TASK DATA START

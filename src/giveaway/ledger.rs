use serde_json::json;

use crate::db::models::{AuditAction, AuditRow, EntryRow};
use crate::db::{AuditLog, EntryStore};
use crate::error::Result;
use crate::giveaway::models::Verdict;

// Durable counterpart of the coordinator's ephemeral cache: one entry row
// per (giveaway, user) plus an append-only trail of what happened to it.
pub struct EntryLedger {
    entries: EntryStore,
    audit: AuditLog,
}

impl EntryLedger {
    pub fn new(entries: EntryStore, audit: AuditLog) -> Self {
        EntryLedger { entries, audit }
    }

    // Adds the user to the giveaway. Only a first-time join leaves an audit
    // record; repeated presses of the join button change nothing.
    pub async fn join(
        &self,
        giveaway_id: i64,
        user_id: i64,
        username: Option<&str>,
    ) -> Result<bool> {
        let joined = self.entries.join(giveaway_id, user_id, username).await?;
        if joined {
            self.audit
                .append(
                    giveaway_id,
                    Some(user_id),
                    AuditAction::Joined,
                    json!({ "username": username }),
                )
                .await?;
        }
        Ok(joined)
    }

    // Persists a completed check: the entry flag is overwritten with the
    // latest verdict and the per-chat picture goes into the audit trail.
    pub async fn record_verdict(&self, verdict: &Verdict, username: Option<&str>) -> Result<()> {
        // Busy placeholders are not check results.
        if verdict.busy {
            return Ok(());
        }

        self.entries
            .record_check(
                verdict.giveaway_id,
                verdict.user_id,
                username,
                verdict.eligible,
                verdict.checked_at,
            )
            .await?;

        let results: Vec<_> = verdict
            .results
            .iter()
            .map(|result| {
                json!({
                    "chat": result.chat.storage_key(),
                    "state": result.state.as_str(),
                })
            })
            .collect();
        let payload = json!({
            "eligible": verdict.eligible,
            "unknown": verdict.unknown,
            "results": results,
            "first_blocker": verdict.first_blocker.as_ref().map(|chat| chat.storage_key()),
        });
        self.audit
            .append(
                verdict.giveaway_id,
                Some(verdict.user_id),
                AuditAction::Checked,
                payload,
            )
            .await
    }

    pub async fn status(&self, giveaway_id: i64, user_id: i64) -> Result<Option<EntryRow>> {
        self.entries.get(giveaway_id, user_id).await
    }

    pub async fn eligible_entries(&self, giveaway_id: i64) -> Result<Vec<EntryRow>> {
        self.entries.eligible_entries(giveaway_id).await
    }

    pub async fn entry_count(&self, giveaway_id: i64) -> Result<u32> {
        self.entries.count(giveaway_id).await
    }

    pub async fn eligible_count(&self, giveaway_id: i64) -> Result<u32> {
        self.entries.count_eligible(giveaway_id).await
    }

    pub async fn audit_feed(&self, giveaway_id: i64, limit: u32) -> Result<Vec<AuditRow>> {
        self.audit.feed(giveaway_id, limit).await
    }
}

#[cfg(test)]
mod tests {
    use chrono::Utc;
    use serde_json::json;

    use crate::db::models::AuditAction;
    use crate::db::util::test_pool;
    use crate::db::{AuditLog, EntryStore};
    use crate::giveaway::ledger::EntryLedger;
    use crate::giveaway::models::{ChatRef, ChatResult, MembershipState, Verdict};

    async fn ledger() -> EntryLedger {
        let pool = test_pool().await;
        EntryLedger::new(EntryStore::new(pool.clone()), AuditLog::new(pool))
    }

    fn single_chat_verdict(state: MembershipState) -> Verdict {
        Verdict::from_results(
            1,
            100,
            vec![ChatResult {
                chat: ChatRef::Handle("sponsor".to_string()),
                state,
            }],
            Utc::now(),
        )
    }

    #[tokio::test]
    async fn test_join_is_audited_once() {
        let ledger = ledger().await;

        assert_eq!(ledger.join(1, 100, Some("somebody")).await.unwrap(), true);
        assert_eq!(ledger.join(1, 100, Some("somebody")).await.unwrap(), false);

        let feed = ledger.audit_feed(1, 10).await.unwrap();
        assert_eq!(feed.len(), 1);
        assert_eq!(feed[0].action, AuditAction::Joined);
        assert_eq!(feed[0].actor_id, Some(100));
        assert_eq!(feed[0].payload_json(), json!({"username": "somebody"}));
    }

    #[tokio::test]
    async fn test_record_verdict_updates_entry_and_audit() {
        let ledger = ledger().await;
        ledger.join(1, 100, Some("somebody")).await.unwrap();

        let verdict = Verdict::from_results(
            1,
            100,
            vec![
                ChatResult {
                    chat: ChatRef::Handle("sponsor".to_string()),
                    state: MembershipState::Member,
                },
                ChatResult {
                    chat: ChatRef::Id(-200),
                    state: MembershipState::NotMember,
                },
            ],
            Utc::now(),
        );
        ledger.record_verdict(&verdict, Some("somebody")).await.unwrap();

        let entry = ledger.status(1, 100).await.unwrap().unwrap();
        assert_eq!(entry.eligible, Some(false));
        assert_eq!(entry.last_checked_at.is_some(), true);

        let feed = ledger.audit_feed(1, 10).await.unwrap();
        assert_eq!(feed.len(), 2);
        assert_eq!(feed[1].action, AuditAction::Checked);
        let payload = feed[1].payload_json();
        assert_eq!(payload["eligible"], json!(false));
        assert_eq!(payload["first_blocker"], json!("-200"));
        assert_eq!(payload["results"][0]["state"], json!("member"));
    }

    #[tokio::test]
    async fn test_unknown_verdict_overwrites_a_previous_yes() {
        let ledger = ledger().await;

        ledger
            .record_verdict(&single_chat_verdict(MembershipState::Member), None)
            .await
            .unwrap();
        assert_eq!(
            ledger.status(1, 100).await.unwrap().unwrap().eligible,
            Some(true)
        );

        // The latest check could not resolve the chat, so the flag drops.
        ledger
            .record_verdict(&single_chat_verdict(MembershipState::Unknown), None)
            .await
            .unwrap();

        let entry = ledger.status(1, 100).await.unwrap().unwrap();
        assert_eq!(entry.eligible, Some(false));
    }

    #[tokio::test]
    async fn test_busy_placeholder_is_never_persisted() {
        let ledger = ledger().await;
        ledger.join(1, 100, None).await.unwrap();

        ledger
            .record_verdict(&Verdict::busy(1, 100), None)
            .await
            .unwrap();

        let entry = ledger.status(1, 100).await.unwrap().unwrap();
        assert_eq!(entry.eligible, None);
        assert_eq!(entry.last_checked_at, None);

        let feed = ledger.audit_feed(1, 10).await.unwrap();
        assert_eq!(feed.len(), 1);
        assert_eq!(feed[0].action, AuditAction::Joined);
    }

    #[tokio::test]
    async fn test_counts_follow_the_ledger() {
        let ledger = ledger().await;
        ledger.join(1, 100, None).await.unwrap();
        ledger.join(1, 200, None).await.unwrap();

        ledger
            .record_verdict(&single_chat_verdict(MembershipState::Member), None)
            .await
            .unwrap();

        assert_eq!(ledger.entry_count(1).await.unwrap(), 2);
        assert_eq!(ledger.eligible_count(1).await.unwrap(), 1);
        assert_eq!(ledger.eligible_entries(1).await.unwrap().len(), 1);
    }
}
pub mod callbacks;
pub mod context;
pub mod handlers;
pub mod parser;

// Re-exports for the later usage in main.rs
pub use crate::commands::context::{
    BotContext, SharedContext, TelegramAnnouncer, TelegramMembershipApi,
};
pub use crate::commands::handlers::{schema, Command};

TASK DATA END

:: WHAT THE TASK REQUIRES ::
Beginning at the line above that contains "self.entries.count(giveaway_id).await", return each line exactly through the line that contains "let pool = test_pool().await;", and no others.

:: YOUR SOLUTION ::
        self.entries.count(giveaway_id).await
    }

    pub async fn eligible_count(&self, giveaway_id: i64) -> Result<u32> {
        self.entries.count_eligible(giveaway_id).await
    }

    pub async fn audit_feed(&self, giveaway_id: i64, limit: u32) -> Result<Vec<AuditRow>> {
        self.audit.feed(giveaway_id, limit).await
    }
}

#[cfg(test)]
mod tests {
    use chrono::Utc;
    use serde_json::json;

    use crate::db::models::AuditAction;
    use crate::db::util::test_pool;
    use crate::db::{AuditLog, EntryStore};
    use crate::giveaway::ledger::EntryLedger;
    use crate::giveaway::models::{ChatRef, ChatResult, MembershipState, Verdict};

    async fn ledger() -> EntryLedger {
        let pool = test_pool().await;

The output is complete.